* YOUR INSTRUCTIONS
Determine how many lines in the entries below include "drop". The reply should be that number and nothing else.

Saved data entries
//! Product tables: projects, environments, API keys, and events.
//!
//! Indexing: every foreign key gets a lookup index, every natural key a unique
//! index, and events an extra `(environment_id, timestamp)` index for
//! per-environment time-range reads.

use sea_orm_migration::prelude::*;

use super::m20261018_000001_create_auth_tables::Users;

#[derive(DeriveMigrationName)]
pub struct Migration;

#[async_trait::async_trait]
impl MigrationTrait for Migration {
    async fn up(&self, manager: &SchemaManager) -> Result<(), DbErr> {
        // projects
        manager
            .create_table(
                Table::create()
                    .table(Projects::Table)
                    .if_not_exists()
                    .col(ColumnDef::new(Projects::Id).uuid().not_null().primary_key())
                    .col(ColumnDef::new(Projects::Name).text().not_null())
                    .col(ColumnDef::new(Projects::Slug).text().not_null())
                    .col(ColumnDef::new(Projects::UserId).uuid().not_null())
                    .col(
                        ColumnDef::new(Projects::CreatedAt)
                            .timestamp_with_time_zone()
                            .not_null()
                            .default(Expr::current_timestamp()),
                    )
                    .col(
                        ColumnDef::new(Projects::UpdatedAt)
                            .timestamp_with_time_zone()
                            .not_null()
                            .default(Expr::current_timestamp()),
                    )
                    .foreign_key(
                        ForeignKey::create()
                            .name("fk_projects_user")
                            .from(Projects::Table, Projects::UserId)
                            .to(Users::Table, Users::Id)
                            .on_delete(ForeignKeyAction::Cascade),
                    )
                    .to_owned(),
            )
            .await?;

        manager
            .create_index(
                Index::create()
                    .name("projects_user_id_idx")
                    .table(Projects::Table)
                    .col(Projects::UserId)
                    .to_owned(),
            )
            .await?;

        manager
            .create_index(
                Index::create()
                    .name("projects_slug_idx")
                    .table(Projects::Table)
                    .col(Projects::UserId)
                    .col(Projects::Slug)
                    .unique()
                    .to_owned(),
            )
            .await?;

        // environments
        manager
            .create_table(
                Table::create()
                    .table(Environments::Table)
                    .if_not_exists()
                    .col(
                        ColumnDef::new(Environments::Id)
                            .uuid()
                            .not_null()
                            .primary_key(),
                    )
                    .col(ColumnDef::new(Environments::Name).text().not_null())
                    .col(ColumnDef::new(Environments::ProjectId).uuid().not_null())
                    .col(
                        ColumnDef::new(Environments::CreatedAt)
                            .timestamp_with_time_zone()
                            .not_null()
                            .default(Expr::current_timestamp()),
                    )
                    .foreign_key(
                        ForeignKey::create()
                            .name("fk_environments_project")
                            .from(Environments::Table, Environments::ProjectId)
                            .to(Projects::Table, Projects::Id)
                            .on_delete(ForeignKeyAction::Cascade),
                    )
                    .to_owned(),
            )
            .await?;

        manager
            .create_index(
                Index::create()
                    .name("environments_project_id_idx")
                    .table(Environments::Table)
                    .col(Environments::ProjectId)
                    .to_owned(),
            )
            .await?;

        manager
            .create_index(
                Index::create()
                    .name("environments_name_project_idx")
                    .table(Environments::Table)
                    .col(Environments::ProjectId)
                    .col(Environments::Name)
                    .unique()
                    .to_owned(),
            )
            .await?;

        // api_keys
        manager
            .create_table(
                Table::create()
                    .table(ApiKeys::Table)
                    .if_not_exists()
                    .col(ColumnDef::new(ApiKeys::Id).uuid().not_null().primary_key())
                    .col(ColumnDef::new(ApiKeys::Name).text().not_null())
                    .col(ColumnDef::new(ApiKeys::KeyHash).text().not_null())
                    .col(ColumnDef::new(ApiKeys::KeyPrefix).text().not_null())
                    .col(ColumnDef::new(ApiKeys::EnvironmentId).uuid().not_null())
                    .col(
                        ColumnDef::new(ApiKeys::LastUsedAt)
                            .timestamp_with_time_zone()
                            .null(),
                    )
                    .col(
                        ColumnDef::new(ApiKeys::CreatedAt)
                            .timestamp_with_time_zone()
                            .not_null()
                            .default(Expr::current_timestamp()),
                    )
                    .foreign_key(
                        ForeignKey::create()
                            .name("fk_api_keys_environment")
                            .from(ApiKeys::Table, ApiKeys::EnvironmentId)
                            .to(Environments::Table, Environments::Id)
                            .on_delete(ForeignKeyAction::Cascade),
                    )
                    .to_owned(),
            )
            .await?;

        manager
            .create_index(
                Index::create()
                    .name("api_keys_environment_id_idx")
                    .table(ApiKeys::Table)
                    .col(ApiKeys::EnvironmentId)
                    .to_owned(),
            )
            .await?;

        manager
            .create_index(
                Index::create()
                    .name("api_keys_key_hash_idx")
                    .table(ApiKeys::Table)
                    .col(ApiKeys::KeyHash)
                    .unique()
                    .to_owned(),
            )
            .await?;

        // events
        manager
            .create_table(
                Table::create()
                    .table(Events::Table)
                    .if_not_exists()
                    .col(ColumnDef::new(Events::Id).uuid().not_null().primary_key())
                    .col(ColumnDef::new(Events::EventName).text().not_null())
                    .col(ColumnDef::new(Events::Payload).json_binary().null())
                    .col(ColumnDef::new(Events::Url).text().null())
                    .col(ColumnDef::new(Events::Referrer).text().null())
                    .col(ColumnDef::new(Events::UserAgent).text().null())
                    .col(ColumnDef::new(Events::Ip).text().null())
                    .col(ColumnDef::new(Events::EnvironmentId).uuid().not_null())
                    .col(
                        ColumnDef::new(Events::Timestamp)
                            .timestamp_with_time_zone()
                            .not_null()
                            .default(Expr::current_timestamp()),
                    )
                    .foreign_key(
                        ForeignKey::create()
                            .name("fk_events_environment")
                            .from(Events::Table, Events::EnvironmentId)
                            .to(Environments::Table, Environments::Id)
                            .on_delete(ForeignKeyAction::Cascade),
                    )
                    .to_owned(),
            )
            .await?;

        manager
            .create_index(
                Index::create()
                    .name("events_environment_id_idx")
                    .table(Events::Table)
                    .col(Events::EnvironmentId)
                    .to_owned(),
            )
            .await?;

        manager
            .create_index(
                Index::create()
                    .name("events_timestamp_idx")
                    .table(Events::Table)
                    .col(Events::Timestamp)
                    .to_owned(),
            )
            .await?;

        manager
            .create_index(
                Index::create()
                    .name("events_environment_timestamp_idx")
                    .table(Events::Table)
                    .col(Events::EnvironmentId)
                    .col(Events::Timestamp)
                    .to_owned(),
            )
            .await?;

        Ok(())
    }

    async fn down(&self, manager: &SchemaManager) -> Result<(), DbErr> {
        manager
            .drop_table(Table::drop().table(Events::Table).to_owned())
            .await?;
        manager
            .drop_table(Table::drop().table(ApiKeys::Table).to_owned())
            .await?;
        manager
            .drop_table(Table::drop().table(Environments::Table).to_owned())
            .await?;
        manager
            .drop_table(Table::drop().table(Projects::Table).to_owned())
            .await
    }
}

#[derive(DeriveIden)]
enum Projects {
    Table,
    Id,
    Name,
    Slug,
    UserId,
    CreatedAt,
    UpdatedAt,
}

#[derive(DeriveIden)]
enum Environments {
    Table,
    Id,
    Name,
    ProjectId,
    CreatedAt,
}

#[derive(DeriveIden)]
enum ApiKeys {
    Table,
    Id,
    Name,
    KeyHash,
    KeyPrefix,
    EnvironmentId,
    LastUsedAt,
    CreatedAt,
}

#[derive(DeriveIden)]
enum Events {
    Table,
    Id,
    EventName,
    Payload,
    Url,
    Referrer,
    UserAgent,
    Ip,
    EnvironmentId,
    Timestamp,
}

* TASK OUTPUT
4